■ **TASK STATEMENT**
For the word "SettingsRegistry", work out how many lines in the records below contain it and state that count alone.

____ ENTRIES SUPPLIED

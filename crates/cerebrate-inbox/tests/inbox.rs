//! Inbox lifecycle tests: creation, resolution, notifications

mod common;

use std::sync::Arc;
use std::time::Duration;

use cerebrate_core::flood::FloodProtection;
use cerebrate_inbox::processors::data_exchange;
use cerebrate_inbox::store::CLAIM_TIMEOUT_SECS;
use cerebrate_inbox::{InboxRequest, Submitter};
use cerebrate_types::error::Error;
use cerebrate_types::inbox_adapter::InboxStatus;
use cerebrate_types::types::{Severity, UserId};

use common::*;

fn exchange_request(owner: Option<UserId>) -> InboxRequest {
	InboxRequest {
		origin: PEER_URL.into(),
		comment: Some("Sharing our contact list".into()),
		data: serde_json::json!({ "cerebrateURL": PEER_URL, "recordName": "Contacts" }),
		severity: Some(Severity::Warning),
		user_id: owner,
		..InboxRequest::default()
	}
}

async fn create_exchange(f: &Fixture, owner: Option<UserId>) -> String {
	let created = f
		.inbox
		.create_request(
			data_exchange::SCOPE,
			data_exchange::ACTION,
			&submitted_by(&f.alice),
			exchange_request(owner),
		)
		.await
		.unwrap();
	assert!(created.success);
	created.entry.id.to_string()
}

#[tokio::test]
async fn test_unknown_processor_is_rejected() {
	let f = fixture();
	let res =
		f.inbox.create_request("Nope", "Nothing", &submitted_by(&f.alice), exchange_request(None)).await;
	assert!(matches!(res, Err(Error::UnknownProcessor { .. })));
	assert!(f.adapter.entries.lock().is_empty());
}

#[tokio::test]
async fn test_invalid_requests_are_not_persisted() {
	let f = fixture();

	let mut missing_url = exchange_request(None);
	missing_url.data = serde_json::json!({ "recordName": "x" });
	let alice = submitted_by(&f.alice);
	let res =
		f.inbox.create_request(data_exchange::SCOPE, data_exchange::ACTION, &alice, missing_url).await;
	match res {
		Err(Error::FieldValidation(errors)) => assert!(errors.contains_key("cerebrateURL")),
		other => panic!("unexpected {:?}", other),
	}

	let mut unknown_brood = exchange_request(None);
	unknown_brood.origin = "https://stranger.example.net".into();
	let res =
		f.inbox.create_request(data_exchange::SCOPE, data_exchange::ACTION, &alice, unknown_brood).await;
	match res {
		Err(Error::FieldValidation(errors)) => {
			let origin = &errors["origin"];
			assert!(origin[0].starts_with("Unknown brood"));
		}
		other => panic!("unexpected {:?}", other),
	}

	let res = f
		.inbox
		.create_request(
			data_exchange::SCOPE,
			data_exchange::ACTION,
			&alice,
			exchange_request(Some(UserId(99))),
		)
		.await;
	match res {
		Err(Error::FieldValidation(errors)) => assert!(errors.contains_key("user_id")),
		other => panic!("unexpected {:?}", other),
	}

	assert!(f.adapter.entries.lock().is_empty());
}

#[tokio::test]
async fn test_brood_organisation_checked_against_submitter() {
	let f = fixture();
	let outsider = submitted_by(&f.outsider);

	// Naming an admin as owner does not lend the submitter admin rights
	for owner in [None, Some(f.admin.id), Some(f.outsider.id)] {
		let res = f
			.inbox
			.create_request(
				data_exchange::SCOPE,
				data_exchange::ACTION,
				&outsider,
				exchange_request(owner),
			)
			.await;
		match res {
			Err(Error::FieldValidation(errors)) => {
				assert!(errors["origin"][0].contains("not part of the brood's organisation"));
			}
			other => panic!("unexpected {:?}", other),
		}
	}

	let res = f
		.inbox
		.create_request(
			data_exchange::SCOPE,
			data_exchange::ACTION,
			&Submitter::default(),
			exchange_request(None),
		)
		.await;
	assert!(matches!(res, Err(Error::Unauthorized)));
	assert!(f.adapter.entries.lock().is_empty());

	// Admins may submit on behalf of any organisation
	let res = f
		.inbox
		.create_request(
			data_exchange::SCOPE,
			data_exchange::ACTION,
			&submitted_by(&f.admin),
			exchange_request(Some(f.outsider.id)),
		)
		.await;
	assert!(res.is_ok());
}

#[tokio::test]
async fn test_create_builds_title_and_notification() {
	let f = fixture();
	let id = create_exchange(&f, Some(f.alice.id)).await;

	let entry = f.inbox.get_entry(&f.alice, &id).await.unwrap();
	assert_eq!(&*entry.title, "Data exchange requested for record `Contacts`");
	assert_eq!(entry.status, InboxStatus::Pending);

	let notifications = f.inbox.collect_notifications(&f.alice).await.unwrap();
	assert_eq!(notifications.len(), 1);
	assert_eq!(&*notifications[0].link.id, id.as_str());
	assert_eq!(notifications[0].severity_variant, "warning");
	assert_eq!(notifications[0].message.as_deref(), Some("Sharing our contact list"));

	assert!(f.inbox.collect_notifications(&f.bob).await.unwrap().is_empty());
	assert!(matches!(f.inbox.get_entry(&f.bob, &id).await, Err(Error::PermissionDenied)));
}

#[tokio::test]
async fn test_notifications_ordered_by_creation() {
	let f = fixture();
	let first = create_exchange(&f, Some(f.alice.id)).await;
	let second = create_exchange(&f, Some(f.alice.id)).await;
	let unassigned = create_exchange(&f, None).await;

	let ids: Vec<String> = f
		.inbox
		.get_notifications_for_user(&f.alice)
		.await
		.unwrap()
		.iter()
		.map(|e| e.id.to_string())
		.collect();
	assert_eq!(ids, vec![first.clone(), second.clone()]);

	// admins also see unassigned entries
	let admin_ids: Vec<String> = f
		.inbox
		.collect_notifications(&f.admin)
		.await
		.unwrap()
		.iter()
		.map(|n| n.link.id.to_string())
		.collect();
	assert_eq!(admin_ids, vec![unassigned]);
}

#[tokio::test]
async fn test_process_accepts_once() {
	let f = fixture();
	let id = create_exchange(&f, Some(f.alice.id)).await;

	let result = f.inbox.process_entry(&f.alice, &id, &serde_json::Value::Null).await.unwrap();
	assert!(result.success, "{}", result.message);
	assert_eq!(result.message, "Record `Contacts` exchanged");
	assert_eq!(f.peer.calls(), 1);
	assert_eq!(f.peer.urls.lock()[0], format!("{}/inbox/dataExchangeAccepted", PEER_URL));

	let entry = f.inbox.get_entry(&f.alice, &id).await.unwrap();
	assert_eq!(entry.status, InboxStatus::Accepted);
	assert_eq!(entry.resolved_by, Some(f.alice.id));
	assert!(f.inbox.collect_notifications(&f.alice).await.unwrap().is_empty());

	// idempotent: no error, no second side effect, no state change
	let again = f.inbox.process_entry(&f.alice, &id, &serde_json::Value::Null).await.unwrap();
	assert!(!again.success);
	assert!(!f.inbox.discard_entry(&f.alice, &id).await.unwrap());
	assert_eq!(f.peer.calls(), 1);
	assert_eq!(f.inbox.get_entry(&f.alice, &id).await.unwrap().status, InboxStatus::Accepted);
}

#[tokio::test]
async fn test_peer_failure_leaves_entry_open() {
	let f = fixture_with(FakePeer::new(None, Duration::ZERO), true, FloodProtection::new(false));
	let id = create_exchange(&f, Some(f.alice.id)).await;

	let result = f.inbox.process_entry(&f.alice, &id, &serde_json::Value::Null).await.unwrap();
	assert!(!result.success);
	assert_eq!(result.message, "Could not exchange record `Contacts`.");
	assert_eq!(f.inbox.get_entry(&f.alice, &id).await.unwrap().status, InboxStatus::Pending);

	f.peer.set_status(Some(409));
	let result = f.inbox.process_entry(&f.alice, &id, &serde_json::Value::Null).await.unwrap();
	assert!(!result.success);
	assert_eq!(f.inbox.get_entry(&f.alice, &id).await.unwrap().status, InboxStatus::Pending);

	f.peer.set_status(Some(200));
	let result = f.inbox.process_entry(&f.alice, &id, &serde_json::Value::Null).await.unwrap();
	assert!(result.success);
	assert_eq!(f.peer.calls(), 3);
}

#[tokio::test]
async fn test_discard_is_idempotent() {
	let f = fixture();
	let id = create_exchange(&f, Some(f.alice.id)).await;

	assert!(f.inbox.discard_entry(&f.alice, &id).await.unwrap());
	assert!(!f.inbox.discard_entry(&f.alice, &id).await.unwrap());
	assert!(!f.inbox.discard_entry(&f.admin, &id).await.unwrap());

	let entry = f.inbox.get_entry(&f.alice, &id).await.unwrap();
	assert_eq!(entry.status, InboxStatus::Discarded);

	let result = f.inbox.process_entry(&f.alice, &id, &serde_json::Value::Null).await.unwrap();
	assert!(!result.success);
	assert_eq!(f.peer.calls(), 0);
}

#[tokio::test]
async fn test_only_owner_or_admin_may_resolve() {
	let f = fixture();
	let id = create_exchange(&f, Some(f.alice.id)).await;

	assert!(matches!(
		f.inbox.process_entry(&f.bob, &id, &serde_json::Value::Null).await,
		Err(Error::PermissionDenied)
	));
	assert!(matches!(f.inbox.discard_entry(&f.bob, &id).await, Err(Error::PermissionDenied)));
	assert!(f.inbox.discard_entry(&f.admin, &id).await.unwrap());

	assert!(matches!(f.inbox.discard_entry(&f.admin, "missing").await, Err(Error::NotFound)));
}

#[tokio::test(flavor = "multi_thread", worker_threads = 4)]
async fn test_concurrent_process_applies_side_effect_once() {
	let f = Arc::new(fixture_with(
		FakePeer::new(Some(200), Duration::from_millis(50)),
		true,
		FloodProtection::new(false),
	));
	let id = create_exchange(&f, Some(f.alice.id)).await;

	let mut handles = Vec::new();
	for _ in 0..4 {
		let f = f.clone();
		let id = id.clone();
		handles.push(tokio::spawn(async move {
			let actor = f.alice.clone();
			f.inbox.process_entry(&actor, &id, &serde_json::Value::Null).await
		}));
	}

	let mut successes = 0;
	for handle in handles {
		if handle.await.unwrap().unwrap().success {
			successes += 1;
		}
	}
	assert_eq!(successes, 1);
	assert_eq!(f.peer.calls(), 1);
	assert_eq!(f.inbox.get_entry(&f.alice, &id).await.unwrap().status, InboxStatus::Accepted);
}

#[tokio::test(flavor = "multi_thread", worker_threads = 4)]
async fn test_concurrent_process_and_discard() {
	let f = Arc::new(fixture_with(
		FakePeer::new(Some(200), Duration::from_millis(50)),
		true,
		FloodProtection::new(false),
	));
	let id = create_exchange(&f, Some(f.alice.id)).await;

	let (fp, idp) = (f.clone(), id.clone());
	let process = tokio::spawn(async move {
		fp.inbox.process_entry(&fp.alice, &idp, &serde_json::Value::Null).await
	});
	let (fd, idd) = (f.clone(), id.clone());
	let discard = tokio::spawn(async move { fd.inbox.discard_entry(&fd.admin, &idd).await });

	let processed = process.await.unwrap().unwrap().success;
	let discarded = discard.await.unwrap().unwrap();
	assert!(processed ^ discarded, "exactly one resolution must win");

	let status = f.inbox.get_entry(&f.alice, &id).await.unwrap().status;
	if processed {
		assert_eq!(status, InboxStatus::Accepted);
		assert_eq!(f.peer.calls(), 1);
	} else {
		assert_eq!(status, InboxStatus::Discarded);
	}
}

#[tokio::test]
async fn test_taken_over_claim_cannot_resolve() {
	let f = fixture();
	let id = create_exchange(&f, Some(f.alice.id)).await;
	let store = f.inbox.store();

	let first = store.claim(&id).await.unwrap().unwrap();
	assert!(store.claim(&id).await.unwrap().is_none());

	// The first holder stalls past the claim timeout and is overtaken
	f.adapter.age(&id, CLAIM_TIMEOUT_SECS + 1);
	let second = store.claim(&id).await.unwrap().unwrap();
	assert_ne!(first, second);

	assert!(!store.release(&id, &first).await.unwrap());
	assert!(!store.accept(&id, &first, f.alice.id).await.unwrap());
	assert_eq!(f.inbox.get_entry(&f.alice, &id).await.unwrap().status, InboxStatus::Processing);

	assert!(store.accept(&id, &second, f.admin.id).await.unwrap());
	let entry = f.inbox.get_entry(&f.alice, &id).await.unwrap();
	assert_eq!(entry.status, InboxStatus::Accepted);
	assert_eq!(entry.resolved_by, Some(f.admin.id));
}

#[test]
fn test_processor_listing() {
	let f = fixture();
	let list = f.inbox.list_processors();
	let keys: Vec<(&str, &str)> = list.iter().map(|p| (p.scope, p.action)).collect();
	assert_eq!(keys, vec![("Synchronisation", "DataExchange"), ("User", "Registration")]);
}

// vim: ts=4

________
____ ENTRIES SUPPLIED

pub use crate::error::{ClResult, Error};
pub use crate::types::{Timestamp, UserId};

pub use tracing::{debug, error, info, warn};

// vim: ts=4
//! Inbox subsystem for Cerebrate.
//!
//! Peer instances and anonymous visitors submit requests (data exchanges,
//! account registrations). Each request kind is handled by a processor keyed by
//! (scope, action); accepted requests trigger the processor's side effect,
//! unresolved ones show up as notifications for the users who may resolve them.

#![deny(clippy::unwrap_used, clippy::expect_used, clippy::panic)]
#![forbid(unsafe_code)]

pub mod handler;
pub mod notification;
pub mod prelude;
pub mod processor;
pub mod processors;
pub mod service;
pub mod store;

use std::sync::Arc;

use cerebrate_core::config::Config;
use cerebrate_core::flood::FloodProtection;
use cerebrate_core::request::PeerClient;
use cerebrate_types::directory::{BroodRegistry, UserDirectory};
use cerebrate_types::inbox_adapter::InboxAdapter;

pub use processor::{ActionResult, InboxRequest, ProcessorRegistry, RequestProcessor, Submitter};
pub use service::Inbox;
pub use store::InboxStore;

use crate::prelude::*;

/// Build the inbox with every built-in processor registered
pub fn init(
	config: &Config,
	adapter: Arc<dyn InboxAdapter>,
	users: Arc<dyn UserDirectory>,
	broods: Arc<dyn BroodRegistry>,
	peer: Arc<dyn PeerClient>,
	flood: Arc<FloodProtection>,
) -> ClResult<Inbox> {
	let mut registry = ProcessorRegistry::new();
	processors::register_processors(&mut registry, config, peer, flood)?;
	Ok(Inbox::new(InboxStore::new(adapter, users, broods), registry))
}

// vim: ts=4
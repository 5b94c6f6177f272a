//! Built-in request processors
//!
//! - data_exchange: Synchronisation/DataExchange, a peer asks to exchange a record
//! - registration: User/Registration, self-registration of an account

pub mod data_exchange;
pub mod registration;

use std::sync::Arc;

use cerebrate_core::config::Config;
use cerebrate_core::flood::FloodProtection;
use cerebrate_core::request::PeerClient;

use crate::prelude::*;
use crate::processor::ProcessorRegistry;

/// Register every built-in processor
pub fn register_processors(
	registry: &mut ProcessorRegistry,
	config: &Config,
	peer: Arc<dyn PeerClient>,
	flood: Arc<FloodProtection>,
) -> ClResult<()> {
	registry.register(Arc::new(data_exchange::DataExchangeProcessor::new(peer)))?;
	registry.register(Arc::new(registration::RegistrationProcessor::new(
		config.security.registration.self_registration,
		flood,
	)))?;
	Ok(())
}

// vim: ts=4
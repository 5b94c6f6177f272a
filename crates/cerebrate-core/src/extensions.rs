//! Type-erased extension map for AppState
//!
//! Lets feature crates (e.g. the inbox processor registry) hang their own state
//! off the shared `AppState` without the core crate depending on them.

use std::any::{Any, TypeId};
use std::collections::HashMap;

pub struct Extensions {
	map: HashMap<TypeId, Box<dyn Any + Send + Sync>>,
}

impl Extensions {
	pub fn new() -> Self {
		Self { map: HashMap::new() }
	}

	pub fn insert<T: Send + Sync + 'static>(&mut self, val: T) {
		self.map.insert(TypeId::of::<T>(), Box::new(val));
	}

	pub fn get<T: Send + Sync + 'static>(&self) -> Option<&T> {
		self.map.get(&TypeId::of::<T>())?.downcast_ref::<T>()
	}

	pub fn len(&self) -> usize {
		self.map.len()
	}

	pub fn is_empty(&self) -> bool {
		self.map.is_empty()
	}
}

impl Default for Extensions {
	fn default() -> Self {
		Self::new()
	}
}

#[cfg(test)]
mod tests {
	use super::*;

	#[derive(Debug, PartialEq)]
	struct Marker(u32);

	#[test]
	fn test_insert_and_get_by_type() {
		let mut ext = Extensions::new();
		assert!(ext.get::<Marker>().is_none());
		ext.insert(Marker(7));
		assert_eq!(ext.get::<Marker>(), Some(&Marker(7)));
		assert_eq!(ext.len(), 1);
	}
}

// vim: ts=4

________
____ ENTRIES SUPPLIED

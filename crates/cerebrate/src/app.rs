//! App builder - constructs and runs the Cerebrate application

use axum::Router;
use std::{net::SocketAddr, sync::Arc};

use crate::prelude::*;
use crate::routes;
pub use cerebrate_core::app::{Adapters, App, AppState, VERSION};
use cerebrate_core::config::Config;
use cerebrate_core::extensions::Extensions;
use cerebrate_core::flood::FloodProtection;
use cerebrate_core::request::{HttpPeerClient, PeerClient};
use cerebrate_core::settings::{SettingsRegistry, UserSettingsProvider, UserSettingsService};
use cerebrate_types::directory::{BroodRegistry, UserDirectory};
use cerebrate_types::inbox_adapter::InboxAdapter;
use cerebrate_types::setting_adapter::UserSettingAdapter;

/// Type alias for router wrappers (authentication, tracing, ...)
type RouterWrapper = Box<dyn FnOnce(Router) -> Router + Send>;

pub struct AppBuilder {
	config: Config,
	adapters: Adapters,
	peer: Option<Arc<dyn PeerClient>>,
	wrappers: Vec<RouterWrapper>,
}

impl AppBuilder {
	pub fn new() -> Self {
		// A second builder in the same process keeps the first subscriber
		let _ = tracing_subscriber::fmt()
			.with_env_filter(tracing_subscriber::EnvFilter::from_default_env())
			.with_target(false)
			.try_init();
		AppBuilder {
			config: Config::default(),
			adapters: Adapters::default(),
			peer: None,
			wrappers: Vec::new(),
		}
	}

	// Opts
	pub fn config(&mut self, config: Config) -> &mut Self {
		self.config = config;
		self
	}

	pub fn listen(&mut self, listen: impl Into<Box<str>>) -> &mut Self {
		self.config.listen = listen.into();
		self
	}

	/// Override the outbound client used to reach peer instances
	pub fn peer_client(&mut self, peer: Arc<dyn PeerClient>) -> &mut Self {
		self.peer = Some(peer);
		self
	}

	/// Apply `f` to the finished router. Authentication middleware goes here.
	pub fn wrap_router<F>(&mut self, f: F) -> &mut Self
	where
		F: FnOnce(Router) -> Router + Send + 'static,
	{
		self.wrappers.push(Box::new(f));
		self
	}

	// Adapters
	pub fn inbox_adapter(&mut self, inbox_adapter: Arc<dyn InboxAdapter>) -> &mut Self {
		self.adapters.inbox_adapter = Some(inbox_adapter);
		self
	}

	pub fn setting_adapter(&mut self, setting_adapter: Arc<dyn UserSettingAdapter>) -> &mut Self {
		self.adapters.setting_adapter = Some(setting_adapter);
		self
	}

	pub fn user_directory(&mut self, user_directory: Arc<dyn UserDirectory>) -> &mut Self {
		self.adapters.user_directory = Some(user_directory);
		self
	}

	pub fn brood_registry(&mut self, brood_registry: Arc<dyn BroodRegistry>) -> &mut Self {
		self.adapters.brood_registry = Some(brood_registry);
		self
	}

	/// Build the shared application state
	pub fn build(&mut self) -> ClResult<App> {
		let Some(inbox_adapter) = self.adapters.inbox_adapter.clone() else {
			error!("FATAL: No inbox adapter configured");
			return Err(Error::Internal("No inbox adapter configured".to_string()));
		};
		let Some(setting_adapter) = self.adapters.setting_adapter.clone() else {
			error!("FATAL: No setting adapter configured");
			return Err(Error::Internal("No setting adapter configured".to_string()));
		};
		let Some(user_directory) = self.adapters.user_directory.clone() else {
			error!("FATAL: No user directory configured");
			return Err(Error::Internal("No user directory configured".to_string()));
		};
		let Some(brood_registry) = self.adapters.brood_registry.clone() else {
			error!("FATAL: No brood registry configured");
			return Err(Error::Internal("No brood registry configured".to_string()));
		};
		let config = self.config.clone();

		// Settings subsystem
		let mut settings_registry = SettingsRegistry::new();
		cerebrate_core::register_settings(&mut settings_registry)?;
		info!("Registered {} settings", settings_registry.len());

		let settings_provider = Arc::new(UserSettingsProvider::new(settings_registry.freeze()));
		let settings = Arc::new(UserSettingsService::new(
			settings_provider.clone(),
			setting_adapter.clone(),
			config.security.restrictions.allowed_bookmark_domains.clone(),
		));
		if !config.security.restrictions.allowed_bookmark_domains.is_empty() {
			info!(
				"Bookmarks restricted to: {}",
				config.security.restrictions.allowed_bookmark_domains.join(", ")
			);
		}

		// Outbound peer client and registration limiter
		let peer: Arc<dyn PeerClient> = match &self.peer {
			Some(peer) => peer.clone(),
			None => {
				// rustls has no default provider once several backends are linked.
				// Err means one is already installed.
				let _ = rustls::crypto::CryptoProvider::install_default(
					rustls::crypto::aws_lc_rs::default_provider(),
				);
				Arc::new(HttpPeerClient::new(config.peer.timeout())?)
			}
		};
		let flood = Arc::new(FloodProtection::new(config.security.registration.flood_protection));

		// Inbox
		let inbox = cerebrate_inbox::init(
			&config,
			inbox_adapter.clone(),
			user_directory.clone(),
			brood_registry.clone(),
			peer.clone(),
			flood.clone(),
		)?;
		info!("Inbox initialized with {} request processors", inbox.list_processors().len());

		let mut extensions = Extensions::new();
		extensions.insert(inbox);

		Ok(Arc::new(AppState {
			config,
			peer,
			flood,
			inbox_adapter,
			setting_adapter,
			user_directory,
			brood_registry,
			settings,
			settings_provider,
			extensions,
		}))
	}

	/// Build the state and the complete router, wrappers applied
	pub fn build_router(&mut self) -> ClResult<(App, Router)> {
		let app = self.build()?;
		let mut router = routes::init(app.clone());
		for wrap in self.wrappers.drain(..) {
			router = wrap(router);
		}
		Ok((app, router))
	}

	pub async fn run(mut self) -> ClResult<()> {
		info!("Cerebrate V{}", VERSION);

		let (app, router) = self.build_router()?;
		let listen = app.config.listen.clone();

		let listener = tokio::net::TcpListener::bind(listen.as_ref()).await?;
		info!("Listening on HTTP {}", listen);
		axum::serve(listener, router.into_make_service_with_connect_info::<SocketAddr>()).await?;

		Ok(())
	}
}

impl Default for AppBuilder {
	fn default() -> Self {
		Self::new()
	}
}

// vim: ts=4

________

■ **ANSWER AREA**
2